Va infatti notato che, come in tutti gli eccessi, anche la guerra in Ucraina – con relative sanzioni – stia facendo disastri in molti ambiti; ma in altri genera profitti spettacolari. Ad esempio in quello della raffinazione, se si ha la fortuna di non aver “tarato” la propria struttura sui greggi russi (Saras sembra essere stata particolarmente “brava”, ndr).
Infatti avere in casa, come paese Italia, il primo raffinatore del Mediterraneo e’ una fortuna che gli italiani devono tenere da conto.
Devono infatti essere consci di avere, a maggior ragione essendo un titolo quotato in borsa, ovvero trasparente per definizione, un tesoro, oggi. Condiviso, per altro. Infatti quando mancherà petrolio raffinato, ossia Diesel da qui a qualche mese, al prezzo giusto si potrà contare sul Diesel sardo, per l’Italia.
Una manna, sebbene di ultima istanza.
Fa infatti un mare di differenza avere un bene, anche se relativamente caro.

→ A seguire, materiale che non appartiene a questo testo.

//! Uniform voxel grid over the garment's bounds.
//!
//! Only cells that contain at least one garment vertex become *active*.
//! Active cells are compacted into a dense list so the binner only ever
//! touches as many voxels as there are occupied cells, while a flat
//! `resolution³` lookup maps a cell id to its slot in that list.
//!
//! Cell of a point: `clamp(floor((p − min) / max(extent, ε) · res), 0, res − 1)`,
//! flattened as `x + (y + z · res) · res`.

use std::sync::atomic::{AtomicI32, AtomicU32, AtomicUsize, Ordering};

use drape_math::{Aabb, UVec3, Vec3};
use rayon::prelude::*;

/// Lookup value of a cell with no garment vertex.
pub const NO_ACTIVE_VOXEL: i32 = -1;

/// Lookup value while a thread is allocating the cell's slot.
const CLAIMING: i32 = -2;

/// An occupied voxel and its range in the sorted triangle buffer.
#[derive(Debug, Default)]
pub struct ActiveVoxel {
    /// Flattened cell id.
    pub id: AtomicU32,
    /// Body triangles overlapping this voxel (count phase).
    pub triangle_count: AtomicU32,
    /// First index of this voxel's range in the sorted buffer.
    pub index: u32,
    /// One past the last index of the range.
    pub end_index: u32,
    /// Scatter write cursor, relative to `index`.
    pub cursor: AtomicU32,
}

impl ActiveVoxel {
    #[inline]
    pub fn id(&self) -> u32 {
        self.id.load(Ordering::Relaxed)
    }

    #[inline]
    pub fn range(&self) -> std::ops::Range<usize> {
        self.index as usize..self.end_index as usize
    }
}

/// Voxel grid with active-cell compaction.
#[derive(Debug)]
pub struct VoxelGrid {
    resolution: u32,
    lookup: Vec<AtomicI32>,
    active: Vec<ActiveVoxel>,
    active_count: AtomicUsize,
    bounds: Aabb,
    extent: Vec3,
}

impl VoxelGrid {
    /// Creates a grid of `resolution³` cells with room for
    /// `max_active` occupied cells (the garment's vertex count suffices).
    pub fn new(resolution: u32, max_active: usize) -> Self {
        let cells = (resolution as usize).pow(3);
        Self {
            resolution,
            lookup: (0..cells).map(|_| AtomicI32::new(NO_ACTIVE_VOXEL)).collect(),
            active: (0..max_active).map(|_| ActiveVoxel::default()).collect(),
            active_count: AtomicUsize::new(0),
            bounds: Aabb::new(Vec3::ZERO, Vec3::ONE),
            extent: Vec3::ONE,
        }
    }

    #[inline]
    pub fn resolution(&self) -> u32 {
        self.resolution
    }

    /// Bounds used by the last [`analyze`](Self::analyze).
    pub fn bounds(&self) -> Aabb {
        self.bounds
    }

    #[inline]
    pub fn active_count(&self) -> usize {
        self.active_count.load(Ordering::Acquire)
    }

    /// Occupied voxels of the last analysis, in slot order.
    pub fn active(&self) -> &[ActiveVoxel] {
        &self.active[..self.active_count()]
    }

    pub fn active_mut(&mut self) -> &mut [ActiveVoxel] {
        let n = self.active_count();
        &mut self.active[..n]
    }

    /// Classifies every position into its cell and compacts the occupied
    /// cells. Writes each position's flattened cell id into `voxel_ids`.
    ///
    /// Returns the number of active voxels, which equals the number of
    /// distinct occupied cells.
    pub fn analyze(
        &mut self,
        bounds: Aabb,
        epsilon: f32,
        positions: &[Vec3],
        voxel_ids: &mut [u32],
    ) -> usize {
        if self.active.len() < positions.len() {
            self.active.resize_with(positions.len(), ActiveVoxel::default);
        }

        // Pass 1
        self.lookup
            .par_iter()
            .for_each(|cell| cell.store(NO_ACTIVE_VOXEL, Ordering::Relaxed));
        self.active_count.store(0, Ordering::Relaxed);
        self.bounds = bounds;
        self.extent = bounds.guarded_extent(epsilon);

        // Pass 2
        let grid = &*self;
        voxel_ids
            .par_iter_mut()
            .zip(positions.par_iter())
            .for_each(|(voxel_id, &p)| {
                let id = grid.flatten(grid.cell_of(p));
                grid.claim(id);
                *voxel_id = id;
            });

        self.active_count()
    }

    /// Allocates an active slot for cell `id` unless another thread did.
    fn claim(&self, id: u32) {
        let cell = &self.lookup[id as usize];
        loop {
            match cell.compare_exchange(
                NO_ACTIVE_VOXEL,
                CLAIMING,
                Ordering::AcqRel,
                Ordering::Acquire,
            ) {
                Ok(_) => {
                    let slot = self.active_count.fetch_add(1, Ordering::AcqRel);
                    let voxel = &self.active[slot];
                    voxel.id.store(id, Ordering::Relaxed);
                    voxel.triangle_count.store(0, Ordering::Relaxed);
                    voxel.cursor.store(0, Ordering::Relaxed);
                    cell.store(slot as i32, Ordering::Release);
                    return;
                }
                Err(CLAIMING) => std::hint::spin_loop(),
                Err(_) => return,
            }
        }
    }

    /// Clamped cell coordinates of `p`.
    #[inline]
    pub fn cell_of(&self, p: Vec3) -> UVec3 {
        let res = self.resolution as f32;
        let scaled = ((p - self.bounds.min) / self.extent * res).floor();
        scaled
            .clamp(Vec3::ZERO, Vec3::splat(res - 1.0))
            .as_uvec3()
    }

    #[inline]
    pub fn flatten(&self, cell: UVec3) -> u32 {
        cell.x + (cell.y + cell.z * self.resolution) * self.resolution
    }

    #[inline]
    pub fn unflatten(&self, id: u32) -> UVec3 {
        let r = self.resolution;
        UVec3::new(id % r, (id / r) % r, id / (r * r))
    }

    /// Active slot of cell `id`, if occupied.
    #[inline]
    pub fn slot_of(&self, id: u32) -> Option<usize> {
        let slot = self.lookup.get(id as usize)?.load(Ordering::Acquire);
        (slot >= 0).then_some(slot as usize)
    }

    /// World-space box of one cell.
    pub fn cell_bounds(&self, cell: UVec3) -> Aabb {
        let size = self.extent / self.resolution as f32;
        let min = self.bounds.min + cell.as_vec3() * size;
        Aabb::new(min, min + size)
    }
}
//! Benchmark runner: executes scenarios through the simulator and
//! collects metrics.

use std::time::Instant;

use drape_garment::BlendShapeSet;
use drape_math::Mat4;
use drape_mesh::StaticSkin;
use drape_sim::{FrameInput, Simulator};
use drape_types::DrapeResult;

use crate::metrics::BenchmarkMetrics;
use crate::scenarios::{Scenario, ScenarioKind};

/// Runs benchmark scenarios and collects metrics.
pub struct BenchmarkRunner;

impl BenchmarkRunner {
    /// Builds a ready simulator for `scenario`: garment initialized,
    /// body attached, pins applied.
    pub fn prepare(scenario: &Scenario) -> DrapeResult<Simulator> {
        let mut sim = Simulator::new(scenario.config.clone());
        sim.init(
            &scenario.garment,
            BlendShapeSet::neutral(&scenario.garment),
            scenario.body.as_ref(),
        )?;
        for &i in &scenario.pinned {
            sim.pin(i)?;
        }
        Ok(sim)
    }

    /// The body skin for `scenario`: its rest pose, rooted at the origin.
    pub fn body_skin(scenario: &Scenario) -> Option<StaticSkin> {
        scenario
            .body
            .as_ref()
            .map(|body| StaticSkin::new(body.positions.clone()))
    }

    /// Run a single scenario.
    ///
    /// Returns metrics for the completed run.
    pub fn run(scenario: &Scenario) -> DrapeResult<BenchmarkMetrics> {
        let (metrics, _) = Self::run_with_simulator(scenario)?;
        Ok(metrics)
    }

    /// Like [`BenchmarkRunner::run`], also returning the final simulator.
    pub fn run_with_simulator(scenario: &Scenario) -> DrapeResult<(BenchmarkMetrics, Simulator)> {
        let mut sim = Self::prepare(scenario)?;
        let skin = Self::body_skin(scenario);

        let mut tick_times: Vec<f64> = Vec::with_capacity(scenario.ticks as usize);
        let mut total_contacts = 0;

        let total_start = Instant::now();
        for _ in 0..scenario.ticks {
            let mut frame = FrameInput::new(Mat4::IDENTITY);
            if let Some(skin) = skin.as_ref() {
                frame = frame.with_body(skin);
            }
            let report = sim.step(scenario.dt, &mut frame)?;
            tick_times.push(report.wall_time);
            total_contacts += report.contacts;
        }
        let total_wall_time = total_start.elapsed().as_secs_f64();

        let metrics = Self::collect(scenario, &sim, &tick_times, total_wall_time, total_contacts);
        tracing::info!(
            scenario = scenario.kind.name(),
            ticks = scenario.ticks,
            wall_s = total_wall_time,
            "Benchmark complete"
        );
        Ok((metrics, sim))
    }

    /// Run all scenarios and return metrics for each.
    pub fn run_all() -> DrapeResult<Vec<BenchmarkMetrics>> {
        ScenarioKind::all()
            .iter()
            .map(|&kind| Self::run(&Scenario::from_kind(kind)))
            .collect()
    }

    fn collect(
        scenario: &Scenario,
        sim: &Simulator,
        tick_times: &[f64],
        total_wall_time: f64,
        total_contacts: usize,
    ) -> BenchmarkMetrics {
        let (final_kinetic_energy, max_displacement, max_stretch) = match sim.garment() {
            Some(garment) => {
                let state = garment.state();
                let displacement = state
                    .positions
                    .iter()
                    .zip(&scenario.garment.positions)
                    .map(|(p, p0)| p.distance(*p0))
                    .fold(0.0f32, f32::max);
                let stretch = garment
                    .edges()
                    .iter()
                    .filter(|e| e.length > 0.0)
                    .map(|e| {
                        let len = state.positions[e.start as usize]
                            .distance(state.positions[e.end as usize]);
                        (len - e.length).abs() / e.length
                    })
                    .fold(0.0f32, f32::max);
                (state.kinetic_energy(), displacement, stretch)
            }
            None => (0.0, 0.0, 0.0),
        };

        let avg = if tick_times.is_empty() {
            0.0
        } else {
            tick_times.iter().sum::<f64>() / tick_times.len() as f64
        };
        let min = tick_times.iter().copied().fold(f64::MAX, f64::min);
        let max = tick_times.iter().copied().fold(0.0, f64::max);

        BenchmarkMetrics {
            scenario: scenario.kind.name().to_string(),
            total_wall_time,
            ticks: scenario.ticks,
            avg_tick_time: avg,
            min_tick_time: if tick_times.is_empty() { 0.0 } else { min },
            max_tick_time: max,
            final_kinetic_energy,
            max_displacement,
            max_stretch,
            total_contacts,
            vertex_count: scenario.garment.vertex_count(),
            triangle_count: scenario.garment.triangle_count(),
        }
    }
}
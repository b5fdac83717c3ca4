//! # drape-solver
//!
//! Sub-stepped, iterated Jacobi position-based-dynamics solver.
//!
//! ## Key Types
//!
//! - [`PbdSolver`] — runs one sub-step: integrate → predict → iterate → commit
//! - [`SolverState`] — transient per-sub-step buffers (predicted positions,
//!   voxel ids, contact normals, correction accumulators)
//! - [`SolverConfig`] — world-space parameters, presets and TOML loading
//! - [`CollisionStage`] — seam through which body collision is injected
//! - Phase objects: [`IntegrateForces`], [`PredictPositions`],
//!   [`DistanceConstraintPass`], [`CommitPositions`]

pub mod collision;
pub mod commit;
pub mod config;
pub mod constraint;
pub mod integrate;
pub mod pbd_solver;
pub mod predict;
pub mod state;

pub use collision::{CollisionStage, CollisionSummary};
pub use commit::CommitPositions;
pub use config::{LocalParameters, SolverConfig};
pub use constraint::DistanceConstraintPass;
pub use integrate::IntegrateForces;
pub use pbd_solver::{PbdSolver, StepResult};
pub use predict::PredictPositions;
pub use state::{SolverState, NO_VOXEL};
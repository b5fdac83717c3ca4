//! # drape-contact
//!
//! Collision of garment vertices against a deforming body surface.
//!
//! Per sub-step, on the garment's predicted positions:
//! 1. **Bounds** — parallel min/max reduction ([`BoundsReduction`])
//! 2. **Voxel grid** — classify vertices, compact occupied cells ([`VoxelGrid`])
//! 3. **Binning** — count, range and scatter body triangles into the
//!    occupied voxels ([`BodyTriangleBinner`])
//! 4. **Resolve** — push vertices out of the triangles binned in their own
//!    voxel ([`BodyCollisionPass`])
//!
//! [`CollisionPipeline`] strings these together behind the solver's
//! `CollisionStage` seam.

pub mod binner;
pub mod body;
pub mod bounds;
pub mod collision;
pub mod collision_pipeline;
pub mod voxel_grid;

pub use binner::{BinningReport, BodyTriangleBinner};
pub use body::{Body, BodyTriangle, SortedTriangleBuffer};
pub use bounds::BoundsReduction;
pub use collision::BodyCollisionPass;
pub use collision_pipeline::CollisionPipeline;
pub use voxel_grid::{ActiveVoxel, VoxelGrid, NO_ACTIVE_VOXEL};
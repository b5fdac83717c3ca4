//! Line-segment export of collision voxels.

use serde::{Deserialize, Serialize};

use drape_contact::VoxelGrid;
use drape_math::{Aabb, Vec3};
use drape_types::{DrapeError, DrapeResult};

/// Box edges as `[start, end]` pairs.
pub type Segment = [Vec3; 2];

/// One active voxel and the edges of its box.
#[derive(Debug, Clone, PartialEq, Serialize, Deserialize)]
pub struct VoxelWireframe {
    pub id: u32,
    /// Body triangles binned into the voxel.
    pub triangle_count: usize,
    pub segments: Vec<Segment>,
}

/// The 12 edges of voxel `id` in a `resolution³` grid spanning `bounds`.
pub fn voxel_wireframe(id: u32, resolution: u32, bounds: Aabb) -> [Segment; 12] {
    let r = resolution.max(1);
    let cell = Vec3::new((id % r) as f32, ((id / r) % r) as f32, (id / (r * r)) as f32);
    let size = (bounds.max - bounds.min) / r as f32;
    let min = bounds.min + cell * size;
    box_edges(&Aabb::new(min, min + size))
}

/// Wireframes of every active voxel of `grid`, using its last analyzed bounds.
pub fn active_voxel_wireframes(grid: &VoxelGrid) -> Vec<VoxelWireframe> {
    grid.active()
        .iter()
        .map(|voxel| {
            let cell = grid.unflatten(voxel.id());
            VoxelWireframe {
                id: voxel.id(),
                triangle_count: voxel.range().len(),
                segments: box_edges(&grid.cell_bounds(cell)).to_vec(),
            }
        })
        .collect()
}

/// JSON dump of `wireframes` for external viewers.
pub fn wireframes_to_json(wireframes: &[VoxelWireframe]) -> DrapeResult<String> {
    serde_json::to_string_pretty(wireframes)
        .map_err(|e| DrapeError::Serialization(e.to_string()))
}

fn box_edges(aabb: &Aabb) -> [Segment; 12] {
    let (lo, hi) = (aabb.min, aabb.max);
    let corner = |x: bool, y: bool, z: bool| {
        Vec3::new(
            if x { hi.x } else { lo.x },
            if y { hi.y } else { lo.y },
            if z { hi.z } else { lo.z },
        )
    };
    [
        // Bottom face (y = lo)
        [corner(false, false, false), corner(true, false, false)],
        [corner(true, false, false), corner(true, false, true)],
        [corner(true, false, true), corner(false, false, true)],
        [corner(false, false, true), corner(false, false, false)],
        // Top face (y = hi)
        [corner(false, true, false), corner(true, true, false)],
        [corner(true, true, false), corner(true, true, true)],
        [corner(true, true, true), corner(false, true, true)],
        [corner(false, true, true), corner(false, true, false)],
        // Verticals
        [corner(false, false, false), corner(false, true, false)],
        [corner(true, false, false), corner(true, true, false)],
        [corner(true, false, true), corner(true, true, true)],
        [corner(false, false, true), corner(false, true, true)],
    ]
}
//! Vertex normal computation from triangle geometry.
//!
//! Area-weighted: each triangle's unnormalized face normal (magnitude =
//! 2 × area) is accumulated at its three corners, then normalized.

use drape_math::Vec3;

use crate::mesh::TriangleMesh;

/// Recompute `normals` from `positions` and a flat triangle index buffer.
///
/// Vertices referenced by no triangle, or whose accumulated normal
/// vanishes, are left at zero.
pub fn compute_vertex_normals(positions: &[Vec3], indices: &[u32], normals: &mut [Vec3]) {
    normals.iter_mut().for_each(|n| *n = Vec3::ZERO);

    for tri in indices.chunks_exact(3) {
        let (a, b, c) = (tri[0] as usize, tri[1] as usize, tri[2] as usize);
        let e1 = positions[b] - positions[a];
        let e2 = positions[c] - positions[a];
        let n = e1.cross(e2);

        normals[a] += n;
        normals[b] += n;
        normals[c] += n;
    }

    for n in normals.iter_mut() {
        let len = n.length();
        if len > 1e-10 {
            *n /= len;
        }
    }
}

/// Recompute the normals of a whole mesh in place.
pub fn compute_mesh_normals(mesh: &mut TriangleMesh) {
    compute_vertex_normals(&mesh.positions, &mesh.indices, &mut mesh.normals);
}

/// Unit normal of triangle `(a, b, c)` with counter-clockwise winding.
///
/// Returns zero for degenerate triangles.
#[inline]
pub fn triangle_normal(a: Vec3, b: Vec3, c: Vec3) -> Vec3 {
    (b - a).cross(c - a).normalize_or_zero()
}
//! Vertex vs. body-triangle resolution.
//!
//! A vertex is tested only against the triangles binned into its own
//! voxel. For each such triangle with plane normal `n` and signed
//! distance `d = (p − a)·n`:
//!
//! - if `−back_radius < d < front_radius` and the projection of `p` onto
//!   the plane falls inside the triangle, `p` moves to `plane + front_radius·n`
//!   and `n` is recorded as the vertex's contact normal.
//!
//! Triangles are visited in ascending id order, each seeing the position
//! left by the previous one.

use drape_math::Vec3;
use rayon::prelude::*;

use crate::binner::BodyTriangleBinner;
use crate::body::BodyTriangle;
use crate::voxel_grid::VoxelGrid;

/// Push-out pass over all garment vertices.
#[derive(Debug, Clone, Copy)]
pub struct BodyCollisionPass {
    pub front_radius: f32,
    pub back_radius: f32,
}

impl BodyCollisionPass {
    pub fn new(front_radius: f32, back_radius: f32) -> Self {
        Self {
            front_radius,
            back_radius,
        }
    }

    /// Resolves every free vertex. Returns the number of vertices moved.
    #[allow(clippy::too_many_arguments)]
    pub fn run(
        &self,
        next_positions: &mut [Vec3],
        voxel_ids: &[u32],
        contact_normals: &mut [Vec3],
        inv_mass: &[f32],
        grid: &VoxelGrid,
        binner: &BodyTriangleBinner,
        triangles: &[BodyTriangle],
    ) -> usize {
        let active = grid.active();
        next_positions
            .par_iter_mut()
            .zip(contact_normals.par_iter_mut())
            .zip(voxel_ids.par_iter().zip(inv_mass.par_iter()))
            .map(|((p, normal), (&voxel_id, &w))| {
                if w == 0.0 {
                    return 0;
                }
                let Some(slot) = grid.slot_of(voxel_id) else {
                    return 0;
                };
                let candidates = binner
                    .triangles_in(&active[slot])
                    .map(|t| &triangles[t as usize]);
                match self.resolve_vertex(*p, candidates) {
                    Some((moved, n)) => {
                        *p = moved;
                        *normal = n;
                        1
                    }
                    None => 0,
                }
            })
            .sum()
    }

    /// Applies every candidate triangle in order.
    ///
    /// Returns the final position and the last contact normal, or `None`
    /// if no triangle moved the point.
    pub fn resolve_vertex<'a>(
        &self,
        mut p: Vec3,
        candidates: impl IntoIterator<Item = &'a BodyTriangle>,
    ) -> Option<(Vec3, Vec3)> {
        let mut contact = None;
        for tri in candidates {
            let n = tri.normal;
            if n == Vec3::ZERO {
                continue;
            }
            let d = (p - tri.positions[0]).dot(n);
            if d <= -self.back_radius || d >= self.front_radius {
                continue;
            }
            let on_plane = p - d * n;
            if !inside_triangle(on_plane, tri) {
                continue;
            }
            p = on_plane + self.front_radius * n;
            contact = Some(n);
        }
        contact.map(|n| (p, n))
    }
}

/// Barycentric inside test for a point already on the triangle's plane.
fn inside_triangle(p: Vec3, tri: &BodyTriangle) -> bool {
    let [a, b, c] = tri.positions;
    let ab = b - a;
    let ac = c - a;
    let ap = p - a;

    let d00 = ab.dot(ab);
    let d01 = ab.dot(ac);
    let d11 = ac.dot(ac);
    let d20 = ap.dot(ab);
    let d21 = ap.dot(ac);

    let denom = d00 * d11 - d01 * d01;
    if denom.abs() < 1e-12 {
        return false;
    }
    let inv_denom = 1.0 / denom;

    let v = (d11 * d20 - d01 * d21) * inv_denom;
    let w = (d00 * d21 - d01 * d20) * inv_denom;
    let u = 1.0 - v - w;

    u >= 0.0 && v >= 0.0 && w >= 0.0
}
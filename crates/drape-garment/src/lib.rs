//! # drape-garment
//!
//! Everything the solver needs to know about one garment:
//!
//! - [`BlendShapeSet`] — base shape, per-shape deltas and UI weights
//! - [`RestShape`] — the weighted rest shape the edge lengths derive from
//! - [`GarmentState`] — per-vertex simulation channels
//! - [`PositionReset`] — deferred snap of the garment onto its skinned pose
//! - [`Garment`] — owns the above plus the welded topology

pub mod blend_shape;
pub mod garment;
pub mod reset;
pub mod rest_shape;
pub mod state;

pub use blend_shape::{BlendShapeSet, BlendShapeVertex};
pub use garment::Garment;
pub use reset::PositionReset;
pub use rest_shape::RestShape;
pub use state::GarmentState;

O non averlo affatto, anche “a qualsiasi prezzo…” (…).
Mettiamola così: anche se il pezzo del Diesel dovesse salire questo inverno, ovvero del raffinato in generale, avere la disponibilità di una grandissima raffineria, per altro accessibile in borsa, potrebbe permettere di ribaltare l’eventuale perdita da aumento del carburante grazie ai profitti aziendali incassati nel Paese, che si immaginano essere davvero rilevanti nei prossimi trimestri se non anni.
Ripeto, non a causa di “strane cose” ma di un trend che è sotto gli occhi di tutti: complice la guerra in Russia i margini di raffinazione, ossia i profitti delle raffinerie, sono infatti esplosi globalmente!
Sapete, voi che ci leggete, che noi confidiamo in un minimale spirito diciamo patriottico del Paese. Patriottismo NON deve però significare escludere i profitti, anzi! I profitti ci devono invece essere, abbondanti, perché significano benessere. E la borsa, se intesa nella maniera giusta e non speculativa, può aiutare nell’intento. Ossia, domani, tutta questa manna potrebbe aiutare a limitare i danni per il Paese, nel caso.
Infatti i profitti sistemici italiani – sottolineo italiani – e non come denari pagati all’estero per comprare beni stranieri ad esempio, sono la base del benessere di una nazione. Alla faccia di coloro che vi dicono di privatizzare tutto.
Ben venga dunque che ci sia una azienda italiana quotata in borsa che raffina – e raffina bene, per altro – senza dover necessariamente contare sul petrolio russo. E senza doverlo importare, ne’ il petrolio russo ne’ il raffinato, nel caso. Bene fanno le istituzioni a vigilare affinché tale patrimonio venga preservato, a maggior ragione in quanto quotato ossia condiviso potenzialmente – sebbene indirettamente – con gli italiani.
Fa specie che in pochi se ne siano accorti fino ad ora.